1. Was ist ein OTDR?

Ein OTDR (Optical Time Domain Reflectometer) ist ein Messgerät zur Analyse und Charakterisierung von Glasfaserstrecken (Lichtwellenleiter, LWL).
Es dient zur Bestimmung von Dämpfung, Länge, Ereignissen (Spleiße, Steckverbinder) und Fehlerstellen innerhalb einer Faser.

Das OTDR ist eines der wichtigsten Prüf- und Diagnoseinstrumente im Glasfaserausbau.


2. Funktionsprinzip

Das OTDR arbeitet nach dem Rückstreuprinzip (Rayleigh-Backscatter):

  1. Ein kurzer Lichtimpuls wird in die Glasfaser eingespeist.

  2. Während der Ausbreitung wird ein kleiner Teil des Lichts kontinuierlich zurückgestreut.

  3. An Unregelmäßigkeiten (z.
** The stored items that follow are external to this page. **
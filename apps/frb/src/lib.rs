//! # frb
//!
//! Command-line front end of the FRB follow-up status engine.
//!
//! - `cli`: clap command tree and command implementations
//! - `config`: TOML seeding of sample criteria and follow-up resources

pub mod cli;
pub mod config;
B. Steckern, Spleißen oder Faserenden) entstehen zusätzliche Reflexionen (Fresnel-Reflexion).

  4. Aus der Laufzeit des rückkehrenden Signals berechnet das Gerät die Entfernung.
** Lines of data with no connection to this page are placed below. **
//! # Session Module
//!
//! A Session wraps one catalog backend and exposes the engine's operations by
//! name, so callers never match on the backend themselves.
//!
//! ## Storage Backends
//!
//! - `InMemory`: uses the in-memory `Catalog` (fast, volatile unless saved
//!   with [`Session::to_bytes`])
//! - `Persistent`: uses `RedbCatalog` for disk-backed ACID storage

use crate::catalog::{Catalog, CatalogStore};
use crate::criteria::{CriteriaVector, evaluate_criteria};
use crate::formats::{catalog_from_bytes, catalog_to_bytes};
use crate::mutation::MutationEngine;
use crate::observing::{IngestOutcome, ObsLogRow, ObsPlanRow, ObservingIngest, RedshiftRow};
use crate::registry::{SampleRegistry, Seeded};
use crate::storage::RedbCatalog;
use crate::{
    FollowUpResource, FrbError, Galaxy, GalaxyId, PathCandidate, ResourceId, SampleCriteria,
    StatusLabel, Transient, TransientId,
};
use chrono::{DateTime, Utc};
use std::collections::BTreeMap;
use std::path::Path;

/// Storage backend for a Session.
#[derive(Debug)]
pub enum StorageBackend {
    /// In-memory catalog (fast, volatile).
    InMemory(Catalog),
    /// Disk-backed catalog using redb (ACID, persistent).
    Persistent(RedbCatalog),
}

impl Default for StorageBackend {
    fn default() -> Self {
        Self::InMemory(Catalog::new())
    }
}

// NOTE: StorageBackend does NOT implement Clone.
// RedbCatalog (database handle) cannot be safely cloned.

/// A Session owns one catalog backend.
#[derive(Debug, Default)]
pub struct Session {
    backend: StorageBackend,
}

impl Session {
    /// Create a new empty session with in-memory storage.
    #[must_use]
    pub fn new() -> Self {
        Self::default()
    }

    /// Create a session with an existing in-memory catalog.
    #[must_use]
    pub fn with_catalog(catalog: Catalog) -> Self {
        Self {
            backend: StorageBackend::InMemory(catalog),
        }
    }

    /// Create a session with persistent redb storage.
    ///
    /// Opens or creates a redb database at the given path.
    /// All changes are automatically persisted to disk.
    pub fn with_redb(path: impl AsRef<Path>) -> Result<Self, FrbError> {
        Ok(Self {
            backend: StorageBackend::Persistent(RedbCatalog::open(path)?),
        })
    }

    /// Create an in-memory session from snapshot bytes.
    pub fn from_bytes(bytes: &[u8]) -> Result<Self, FrbError> {
        Ok(Self::with_catalog(catalog_from_bytes(bytes)?))
    }

    /// Check if using persistent storage.
    #[must_use]
    pub fn is_persistent(&self) -> bool {
        matches!(self.backend, StorageBackend::Persistent(_))
    }

    /// Get an optional reference to the in-memory catalog.
    ///
    /// Returns `None` for persistent backends.
    #[must_use]
    pub fn catalog_opt(&self) -> Option<&Catalog> {
        match &self.backend {
            StorageBackend::InMemory(c) => Some(c),
            StorageBackend::Persistent(_) => None,
        }
    }

    /// The backend as a catalog store.
    pub fn store(&self) -> &dyn CatalogStore {
        match &self.backend {
            StorageBackend::InMemory(catalog) => catalog,
            StorageBackend::Persistent(redb) => redb,
        }
    }

    /// The backend as a mutable catalog store.
    pub fn store_mut(&mut self) -> &mut dyn CatalogStore {
        match &mut self.backend {
            StorageBackend::InMemory(catalog) => catalog,
            StorageBackend::Persistent(redb) => redb,
        }
    }

    // =========================================================================
    // SNAPSHOTS
    // =========================================================================

    /// Serialize the whole catalog in the snapshot file format.
    pub fn to_bytes(&self) -> Result<Vec<u8>, FrbError> {
        match &self.backend {
            StorageBackend::InMemory(catalog) => catalog_to_bytes(catalog),
            StorageBackend::Persistent(redb) => catalog_to_bytes(&Catalog::copy_from(redb)?),
        }
    }

    /// Load snapshot bytes into this (empty) session.
    pub fn import_bytes(&mut self, bytes: &[u8]) -> Result<(), FrbError> {
        let catalog = catalog_from_bytes(bytes)?;
        catalog.restore_into(self.store_mut())
    }

    // =========================================================================
    // ADMINISTRATION
    // =========================================================================

    /// Seed sample criteria.
    pub fn ensure_sample_criteria(&mut self, criteria: SampleCriteria) -> Result<Seeded, FrbError> {
        SampleRegistry::ensure_sample_criteria(self.store_mut(), criteria)
    }

    /// Seed a follow-up resource.
    pub fn ensure_resource(
        &mut self,
        resource: FollowUpResource,
    ) -> Result<(ResourceId, Seeded), FrbError> {
        SampleRegistry::ensure_resource(self.store_mut(), resource)
    }

    /// Add a transient and compute its initial status.
    pub fn add_transient(
        &mut self,
        transient: Transient,
    ) -> Result<(TransientId, StatusLabel), FrbError> {
        let tags: Vec<String> = transient.tags.iter().cloned().collect();
        for tag in &tags {
            SampleRegistry::lookup(self.store(), tag)?;
        }
        let store = self.store_mut();
        let id = store.insert_transient(transient)?;
        let status = store.recompute_status(id)?;
        Ok((id, status))
    }

    /// Add a galaxy.
    pub fn add_galaxy(&mut self, galaxy: Galaxy) -> Result<GalaxyId, FrbError> {
        self.store_mut().insert_galaxy(galaxy)
    }

    // =========================================================================
    // LOOKUPS
    // =========================================================================

    /// Resolve a transient by TNS name.
    pub fn transient_id(&self, name: &str) -> Result<TransientId, FrbError> {
        MutationEngine::transient_by_name(self.store(), name)
    }

    /// Resolve a galaxy by name.
    pub fn galaxy_id(&self, name: &str) -> Result<GalaxyId, FrbError> {
        self.store()
            .galaxy_id(name)?
            .ok_or_else(|| FrbError::not_found("Galaxy", name))
    }

    /// Load a transient by TNS name.
    pub fn transient(&self, name: &str) -> Result<(TransientId, Transient), FrbError> {
        let id = self.transient_id(name)?;
        let transient = self
            .store()
            .transient(id)?
            .ok_or_else(|| FrbError::not_found("Transient", name))?;
        Ok((id, transient))
    }

    // =========================================================================
    // STATUS
    // =========================================================================

    /// Recompute and persist a transient's status.
    pub fn recompute_status(&mut self, name: &str) -> Result<StatusLabel, FrbError> {
        let id = self.transient_id(name)?;
        self.store_mut().recompute_status(id)
    }

    /// Evaluate a transient's per-tag criteria without touching its status.
    pub fn evaluate_criteria(&self, name: &str) -> Result<CriteriaVector, FrbError> {
        let id = self.transient_id(name)?;
        evaluate_criteria(self.store(), id)
    }

    /// Recompute every transient's status.
    pub fn recompute_all(&mut self) -> Result<Vec<(TransientId, StatusLabel)>, FrbError> {
        MutationEngine::recompute_all(self.store_mut())
    }

    /// Count transients per status.
    pub fn status_summary(&self) -> Result<BTreeMap<StatusLabel, usize>, FrbError> {
        MutationEngine::status_summary(self.store())
    }

    // =========================================================================
    // MUTATIONS
    // =========================================================================

    /// Attach comma-separated tags.
    pub fn add_tags(&mut self, name: &str, tags: &str) -> Result<StatusLabel, FrbError> {
        let id = self.transient_id(name)?;
        MutationEngine::add_tags(self.store_mut(), id, tags)
    }

    /// Detach one tag.
    pub fn remove_tag(&mut self, name: &str, tag: &str) -> Result<StatusLabel, FrbError> {
        let id = self.transient_id(name)?;
        MutationEngine::remove_tag(self.store_mut(), id, tag)
    }

    /// Replace PATH results; candidates are given by galaxy name.
    pub fn set_path_results(
        &mut self,
        name: &str,
        candidates: &[(String, f64)],
        p_ux: Option<f64>,
    ) -> Result<StatusLabel, FrbError> {
        let id = self.transient_id(name)?;
        let mut path = Vec::with_capacity(candidates.len());
        for (galaxy, p_ox) in candidates {
            path.push(PathCandidate {
                galaxy: self.galaxy_id(galaxy)?,
                p_ox: *p_ox,
            });
        }
        MutationEngine::set_path_results(self.store_mut(), id, path, p_ux)
    }

    /// Assign the host galaxy by name, or clear it with `None`.
    pub fn assign_host(&mut self, name: &str, galaxy: Option<&str>) -> Result<StatusLabel, FrbError> {
        let id = self.transient_id(name)?;
        let host = galaxy.map(|g| self.galaxy_id(g)).transpose()?;
        MutationEngine::assign_host(self.store_mut(), id, host)
    }

    // =========================================================================
    // OBSERVING INGEST
    // =========================================================================

    /// Ingest an observing plan for one resource.
    pub fn ingest_obsplan(
        &mut self,
        rows: &[ObsPlanRow],
        resource: &str,
        override_checks: bool,
    ) -> IngestOutcome {
        ObservingIngest::ingest_obsplan(self.store_mut(), rows, resource, override_checks)
    }

    /// Ingest an observing log.
    pub fn ingest_obslog(
        &mut self,
        rows: &[ObsLogRow],
        now: DateTime<Utc>,
        override_checks: bool,
    ) -> IngestOutcome {
        ObservingIngest::ingest_obslog(self.store_mut(), rows, now, override_checks)
    }

    /// Ingest a redshift table.
    pub fn ingest_redshifts(&mut self, rows: &[RedshiftRow]) -> IngestOutcome {
        ObservingIngest::ingest_redshifts(self.store_mut(), rows)
    }
}

// =============================================================================
// TESTS
// =============================================================================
  5. Die Signalintensität über der Zeit wird als sogenannte OTDR-Kurve (Trace) dargestellt.

Ergebnis ist ein Dämpfungsverlauf über die gesamte Faserlänge.


3. Typische Anwendungen

  • Abnahmeprüfung neu installierter Glasfaserstrecken

  • Qualitätskontrolle bei FTTH- und Telekommunikationsnetzen

  • Fehlersuche (Faserbruch, Quetschung, hohe Dämpfung)

  • Wartung und Dokumentation bestehender Netze

  • Analyse von Spleiß- und Steckverbinderdämpfung


4. Messbare Parameter

Ein OTDR liefert unter anderem folgende Messwerte:

  • Gesamtdämpfung der Strecke (dB)

  • Dämpfung einzelner Ereignisse (Spleiße, Stecker)
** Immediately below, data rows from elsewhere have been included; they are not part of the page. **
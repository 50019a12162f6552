//! # Persistence Format
//!
//! Binary serialization for catalog snapshots.
//!
//! Format: Header (5 bytes) + postcard-serialized catalog.
//! - 4 bytes: Magic ("FRBC")
//! - 1 byte: Version
//!
//! Size and header are validated before the payload is decoded, and the
//! decoded catalog must pass [`Catalog::validate`].

use crate::catalog::Catalog;
use crate::{FrbError, primitives};

// =============================================================================
// LIMITS
// =============================================================================

/// Maximum accepted snapshot size.
///
/// Checked before deserialization so corrupted input cannot drive allocation.
pub const MAX_PERSISTENCE_PAYLOAD_SIZE: usize = 256 * 1024 * 1024; // 256 MB

/// Header length.
const HEADER_SIZE: usize = 5;

// =============================================================================
// FILE HEADER
// =============================================================================

/// The persistence header precedes all catalog data.
#[derive(Debug, Clone, Copy, PartialEq, Eq)]
pub struct PersistenceHeader {
    pub magic: [u8; 4],
    pub version: u8,
}

impl PersistenceHeader {
    /// Create a new header with the current format version.
    #[must_use]
    pub fn new() -> Self {
        Self {
            magic: *primitives::MAGIC_BYTES,
            version: primitives::FORMAT_VERSION,
        }
    }

    /// Validate the header.
    pub fn validate(&self) -> Result<(), FrbError> {
        if &self.magic != primitives::MAGIC_BYTES {
            return Err(FrbError::SerializationError(
                "Invalid magic bytes".to_string(),
            ));
        }
        if self.version != primitives::FORMAT_VERSION {
            return Err(FrbError::SerializationError(format!(
                "Unsupported version: {} (expected {})",
                self.version,
                primitives::FORMAT_VERSION
            )));
        }
        Ok(())
    }

    /// Write header to bytes.
    pub fn to_bytes(&self) -> [u8; HEADER_SIZE] {
        let mut bytes = [0u8; HEADER_SIZE];
        bytes[0..4].copy_from_slice(&self.magic);
        bytes[4] = self.version;
        bytes
    }

    /// Read header from bytes.
    pub fn from_bytes(bytes: &[u8]) -> Result<Self, FrbError> {
        match bytes {
            [m0, m1, m2, m3, version, ..] => Ok(Self {
                magic: [*m0, *m1, *m2, *m3],
                version: *version,
            }),
            _ => Err(FrbError::SerializationError(
                "Header too short".to_string(),
            )),
        }
    }
}

impl Default for PersistenceHeader {
    fn default() -> Self {
        Self::new()
    }
}

// =============================================================================
// SERIALIZATION FUNCTIONS
// =============================================================================

/// Serialize a catalog to bytes (header + payload).
pub fn catalog_to_bytes(catalog: &Catalog) -> Result<Vec<u8>, FrbError> {
    let header = PersistenceHeader::new();
    let payload = postcard::to_stdvec(catalog)
        .map_err(|e| FrbError::SerializationError(e.to_string()))?;

    let mut result = Vec::with_capacity(HEADER_SIZE + payload.len());
    result.extend_from_slice(&header.to_bytes());
    result.extend_from_slice(&payload);

    Ok(result)
}

/// Deserialize a catalog from bytes.
///
/// Validates, in order: minimum size, maximum size, header, payload decoding,
/// catalog references.
pub fn catalog_from_bytes(bytes: &[u8]) -> Result<Catalog, FrbError> {
    if bytes.len() < HEADER_SIZE {
        return Err(FrbError::SerializationError(format!(
            "Data too short: minimum {} bytes required",
            HEADER_SIZE
        )));
    }

    if bytes.len() > MAX_PERSISTENCE_PAYLOAD_SIZE {
        return Err(FrbError::SerializationError(format!(
            "Data size {} bytes exceeds maximum allowed {} bytes",
            bytes.len(),
            MAX_PERSISTENCE_PAYLOAD_SIZE
        )));
    }

    let header = PersistenceHeader::from_bytes(bytes)?;
    header.validate()?;

    let catalog: Catalog = postcard::from_bytes(&bytes[HEADER_SIZE..]).map_err(|e| {
        FrbError::SerializationError(format!("Failed to deserialize catalog data: {}", e))
    })?;
    catalog.validate()?;

    Ok(catalog)
}

// =============================================================================
// TESTS
// =============================================================================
  • Reflexionsdämpfung / Optical Return Loss (ORL)

  • Exakte Fehlerposition (Entfernung in Metern)

  • Faserlänge


5. Messverfahren

Einseitige Messung
Standardverfahren, Messung von einem Faserende aus.

Bidirektionale Messung
Messung von beiden Seiten zur genaueren Dämpfungsbestimmung (Reduzierung von Richtungsabhängigkeit).

Loop-Messung
Messung in Ring- oder geschlossenen Strukturen.


6. Leistungsmerkmale eines OTDR

Wichtige technische Kenngrößen:

Dynamikbereich (dB)
Bestimmt die maximal messbare Faserlänge.

Totzone

  • Ereignistotzone: Mindestabstand zur Unterscheidung zweier Ereignisse

  • Dämpfungstotzone: Abstand bis zur stabilen Dämpfungsmessung

Impulsbreite

  • Kurze Impulse → hohe Auflösung, kurze Reichweite

  • Lange Impulse → große Reichweite, geringere Auflösung

Wellenlängen

  • Multimode: 850 nm, 1300 nm

  • Singlemode: 1310 nm, 1550 nm, 1625 nm

Messzeit (Averaging)
Längere Messzeit reduziert Rauschen und erhöht Genauigkeit.


7. Hersteller von OTDR-Geräten

Zu den führenden Herstellern zählen:

  • VIAVI Solutions

  • EXFO

  • Yokogawa Electric

  • Anritsu

  • AFL

Diese bieten Handgeräte für den Feldeinsatz sowie modulare und Laborlösungen an.


8. Vorteile und Grenzen

Vorteile

  • Messung von nur einer Seite möglich

  • Exakte Fehlerlokalisierung

  • Geeignet für lange Strecken

  • Dokumentationsfähig

Grenzen

  • Totzonen hinter stark reflektierenden Ereignissen

  • Richtungsabhängige Messabweichungen

  • Fachkenntnisse zur korrekten Kurveninterpretation erforderlich


9. Zusammenfassung

Das OTDR ist ein zentrales Diagnoseinstrument in der Glasfasertechnik.
Es ermöglicht die detaillierte Analyse von Länge, Dämpfung und Ereignissen innerhalb einer Faserstrecke.

Durch Auswahl geeigneter Impulsbreiten, Wellenlängen und Messverfahren kann das Gerät optimal an unterschiedliche Netzstrukturen und Messaufgaben angepasst werden.